The songs, created by Momoko Hayashi, are mainly about people's happiness and pains in daily life, especially in adolescence, by showing messages of affection with splendid sounds. Main characters in her lyrics came from her own experiences and deliberately she often wrote them from a man(boy)’s point of view (cross gender performance).

Powerful beats of the band's sounds could remind some of old Punk rock music like Sex Pistols. However, Hump Back's music has nothing to do with anti-establishment mind or destructive thoughts. The members of Hump Back have respect to anyone supporting the band and many songs have messages for encouraging the youth with beautiful melodies.

== History ==
In 2009, Hump Back was formed mainly by Momoko Hayashi as a high school club. At that time, it played songs of Chatmonchy. The reason why "Hump Back" was chosen as the name of the band leader, Momoko Hayashi, a cat lover, wanted to pick a word indirectly related to cats. By chance, she saw the word "humpback" and its meaning in Japanese (Nekoze: a back like cats). Hump Back uses a humpback whale logo for their merchandise.

In 2012, Hump Back took part in a rock music competition for teens, called Senko Riot, where the band advanced to the semi-final competition held in Osaka. In August 2012, the first EP say good bye from an indie label was released.

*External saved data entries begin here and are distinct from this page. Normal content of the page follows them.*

//! Configuration management module.

pub mod paths;
pub mod schema;
pub mod validation;

pub use paths::{PathError, Paths};
pub use schema::{Config, ConfigError, LoggingConfig, StoreConfig};
pub use validation::{ValidationError, ValidationResult, ValidationWarning, validate_config};
use std::collections::TryReserveError;

use thiserror::Error;

#[derive(Debug, Error, Clone, PartialEq, Eq)]
pub enum StatusError {
    #[error("Out of memory")]
    OutOfMemory,

    #[error("Invalid argument: {0}")]
    InvalidArgument(String),
}

impl StatusError {
    pub fn error_label(&self) -> &'static str {
        match self {
            StatusError::OutOfMemory => "out_of_memory",
            StatusError::InvalidArgument(_) => "invalid_argument",
        }
    }

    pub(crate) fn invalid(message: impl Into<String>) -> Self {
        StatusError::InvalidArgument(message.into())
    }
}

impl From<TryReserveError> for StatusError {
    fn from(_: TryReserveError) -> Self {
        StatusError::OutOfMemory
    }
}

/// Reasons a persisted blob could not be decoded.
///
/// Only [`DecodeError::OutOfMemory`] reaches callers of
/// [`StatusRecord::from_bytes`](super::StatusRecord::from_bytes); every other
/// variant degrades to a fresh record.
#[derive(Debug, Error, Clone, PartialEq, Eq)]
pub enum DecodeError {
    #[error("Status blob too short: {len} bytes, need at least {min}")]
    Undersized { len: usize, min: usize },

    #[error("Status blob truncated in {field}: need {needed} bytes, {remaining} left")]
    Truncated {
        field: &'static str,
        needed: usize,
        remaining: usize,
    },

    #[error("Access token is not valid UTF-8")]
    TokenEncoding,

    #[error("Access token contains a NUL byte")]
    TokenNul,

    #[error("Out of memory")]
    OutOfMemory,
}

impl From<TryReserveError> for DecodeError {
    fn from(_: TryReserveError) -> Self {
        DecodeError::OutOfMemory
    }
}
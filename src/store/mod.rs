//! Persistence boundary for the raw status blob.

pub mod file;
pub mod memory;

use std::borrow::Cow;

pub use file::{FileStatusStore, StoreError};
pub use memory::MemoryStatusStore;

/// Durable storage for the encoded status record.
///
/// The store never interprets the blob; it only hands back whatever was
/// stored last.
pub trait StatusStore {
    /// Returns the last persisted blob, or an empty slice when none exists.
    ///
    /// `Cow::Owned` hands the buffer to the caller, which drops it once
    /// parsed. `Cow::Borrowed` leaves ownership with the store.
    fn read_status(&self) -> Cow<'_, [u8]>;

    /// Persists `blob`. Failures are not reported back to the caller.
    fn store_status(&mut self, blob: &[u8]);
}
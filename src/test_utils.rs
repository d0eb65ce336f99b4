#[cfg(test)]
use std::sync::Mutex;

#[cfg(test)]
pub(crate) static ENV_LOCK: Mutex<()> = Mutex::new(());
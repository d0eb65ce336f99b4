use std::env;
use std::fs;
use std::io;
use std::path::PathBuf;

const APP_DIR: &str = "endpoint-status";

/// Where config and state live on this machine.
pub struct Paths;

#[derive(Debug, thiserror::Error)]
pub enum PathError {
    #[error("Failed to create directory {path}: {source}")]
    CreateDirectory { path: PathBuf, source: io::Error },
}

impl Paths {
    /// Config directory: `ENDPOINT_STATUS_CONFIG`'s parent when set, else the
    /// platform config dir (e.g. `~/.config/endpoint-status`).
    pub fn config_dir() -> PathBuf {
        if let Some(file) = env_path("ENDPOINT_STATUS_CONFIG") {
            return match file.parent() {
                Some(parent) if !parent.as_os_str().is_empty() => parent.to_path_buf(),
                _ => file,
            };
        }
        dirs::config_dir()
            .unwrap_or_else(|| PathBuf::from(".config"))
            .join(APP_DIR)
    }

    pub fn config_file() -> PathBuf {
        env_path("ENDPOINT_STATUS_CONFIG").unwrap_or_else(|| Self::config_dir().join("config.toml"))
    }

    /// Holds the status blob and the log file. `ENDPOINT_STATUS_STATE`
    /// overrides; otherwise the XDG state dir, or the local data dir on
    /// platforms without one.
    pub fn state_dir() -> PathBuf {
        if let Some(dir) = env_path("ENDPOINT_STATUS_STATE") {
            return dir;
        }
        dirs::state_dir()
            .or_else(dirs::data_local_dir)
            .unwrap_or_else(|| PathBuf::from(".local/state"))
            .join(APP_DIR)
    }

    pub fn ensure_state_dir() -> Result<PathBuf, PathError> {
        let dir = Self::state_dir();
        fs::create_dir_all(&dir).map_err(|source| PathError::CreateDirectory {
            path: dir.clone(),
            source,
        })?;
        Ok(dir)
    }
}

fn env_path(key: &str) -> Option<PathBuf> {
    env::var_os(key)
        .filter(|value| !value.is_empty())
        .map(PathBuf::from)
}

From 2013 to 2015, frequent member changes happened, and the band faced many difficulties. In April 2013, a member, Yukki, left. In June, Minami, who played as a supporting member, joined as a permanent member. But another member, Megu, left, and the following year Setsuko started to play as a supporting member. In January 2015, the last live event for Minami was held, and it also became the last stage for Setsuko. Hayashi alone remained and continued to play solo. In April, new EP Kaeri michi was released at only one CD shop in Osaka. Kanna (in April) and Pika (in May) joined and the band restarted.
After Kanna left in November 2015, Misaki became a member in February 2016 and all the present members (Hayashi, Pika and Misaki) fixed.
In August, Hump Back belonged to an indie label called Well Bucket Records and in December under the label it released EP Yoru ni nattara which was the first one on sale throughout Japan.

In November 2017, EP Hanamuke and EP Keshigomu kashite (Hayashi's solo performance on the acoustic guitar) were on sale.

From 2017, Hump Back went on a live tour throughout Japan every year.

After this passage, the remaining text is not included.